Boffins build acme e-paper screen
Scientists at the University of Cincinnati have come up with what they claim is the acme of mobile display technology: a screen that's cheap, able to present content clearly even in bright sunlight, able to retain an image even when there's no power and yet, unlike e-ink screens, can refresh quickly enough to play video. And, …
Boffintastic
Always amazes me how people come up with this stuff, and then find ways of making it.
Well done Boffins!
Almost
"...and then find ways of making it."
That has yet to be. Compared to mass production, prototyping's a breeze. These capabilities have been promised by someone pretty much every year since I can remember, so I'm not holding my breath.
Late to the game
Mirasol is going to offer a reflective, colour, bistable, video refresh rate display in devices appearing Q1 2011. They're already ramping up production of the display in their factory.
http://www.mirasoldisplays.com/
The trouble with acme-epaper
is that it is certain somehow find a way to almost fatally injure Wile E Coyote.
I can see some ways.
1. An Acme Paper device starts going spastic, giving off weird colors and such. Wile E. goes hypno, wanders aimlessly off a cliff, finally snaps out of it...going down!
2. Gets an Acme Paper How-To Book (have to keep up with the times). He ends up on the wrong page, turns the wrong screw, and SPLAT!
3. Make one big enough, and it becomes a substitute for the ol' painted canvas. And we all know the classic hi-jinks you can have with fake scenery. Now imagine one that decides to keep changing on its own.
well
I'm impressed. I can imagine that ebook battery life would be improved a hell of a lot.
Not sure if ideal for TVs?
Unless I'm missing something, this will only really work well in well lit environments? Similar to e-ink?
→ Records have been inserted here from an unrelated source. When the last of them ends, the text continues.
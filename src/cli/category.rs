use serde::Serialize;

use crate::cli::Context;
use crate::error::Result;
use crate::output::{emit_success, HumanOutput};

#[derive(Serialize)]
struct CategoryListOutput {
    categories: Vec<String>,
    choices: Vec<String>,
}

#[derive(Serialize)]
struct CategoryChangeOutput<'a> {
    name: &'a str,
    categories: Vec<String>,
}

pub fn run_list(ctx: &Context) -> Result<()> {
    let store = ctx.book.categories();
    let categories = store.list()?;
    let choices = store.pick_list()?;

    let header = if categories.is_empty() {
        "No categories".to_string()
    } else {
        format!("Categories ({})", categories.len())
    };
    let mut human = HumanOutput::new(header);
    for name in &categories {
        human.push_detail(name.clone());
    }

    let output = CategoryListOutput {
        categories,
        choices,
    };
    emit_success(ctx.output, "category list", &output, Some(&human))
}

pub fn run_add(ctx: &Context, name: &str) -> Result<()> {
    let categories = ctx.book.categories().create(name)?;
    let name = name.trim();

    let mut human = HumanOutput::new("Category added");
    human.push_summary("Name", name);
    human.push_summary("Total", categories.len().to_string());
    emit_success(
        ctx.output,
        "category add",
        &CategoryChangeOutput { name, categories },
        Some(&human),
    )
}

pub fn run_rm(ctx: &Context, name: &str) -> Result<()> {
    let categories = ctx.book.categories().delete(name)?;

    let mut human = HumanOutput::new("Category deleted");
    human.push_summary("Name", name);
    human.push_warning("tasks already using this category keep their label");
    emit_success(
        ctx.output,
        "category rm",
        &CategoryChangeOutput { name, categories },
        Some(&human),
    )
}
So to replace an LCD screen, it would need some sort of light source, surely, otherwise contrast levels would be terrible in a dimly lit (i.e. movie night!) room.
Perhaps a merge of the two techs, so flicking between a backlit environment in the dark, and non in the light - hah, have fun sorting that one!!
Great bit of innovation though, reckon in handheld devices there are a lot of applications.
Prior art from Etch-a-Sketch
Can you reset it by holding it above your head and shaking it?
http://pics.livejournal.com/allah_sulu/pic/0002f3h8/g13
didn't a UK company/university already do this?
I seem to remember seeing a video about 6 months ago showing just this same idea, but in colour and up to 60fps video....
RE: didn't a UK company/university already do this?
it was a Dutch company
http://news.bbc.co.uk/2/hi/programmes/click_online/8610962.stm
Another benefit over LCD:
A lot less toxic if cracked open!
Science?
"...it creates a reflected ray of coloured light which combines with literally millions of ambient light rays to produce a full-color display," the scientists say.
All this from a single coloured pigment? That doesn't sound like a scientific statement. It sounds like a marketing droid trying to explain the 'science' of something. Is the display claimed to be 'full-colour' at this stage?
Thse developments could generate for cash strapped universities
Providing Jobs doesn't claim prior art developments such as these can generate a good cash flow for the universities involved.
Battery life is the Achilles Heel of smart-phones and messing with call signal criteria to save battery life has already cost one company dearly.
Perhaps edge illumination would solve night viewing.
Isn't it the backlight
that uses all the power in LCD, trying to compete with the sun, doesn't my calculator have a reflective display?
Still has a few problems.
LCDs aren't nearly as transmissive as e-ink (LCD displays don't look as white in the sun). Plus they're polarized, which makes them difficult to see if you happen to be wearing polarized (think driver's anti-glare) glasses.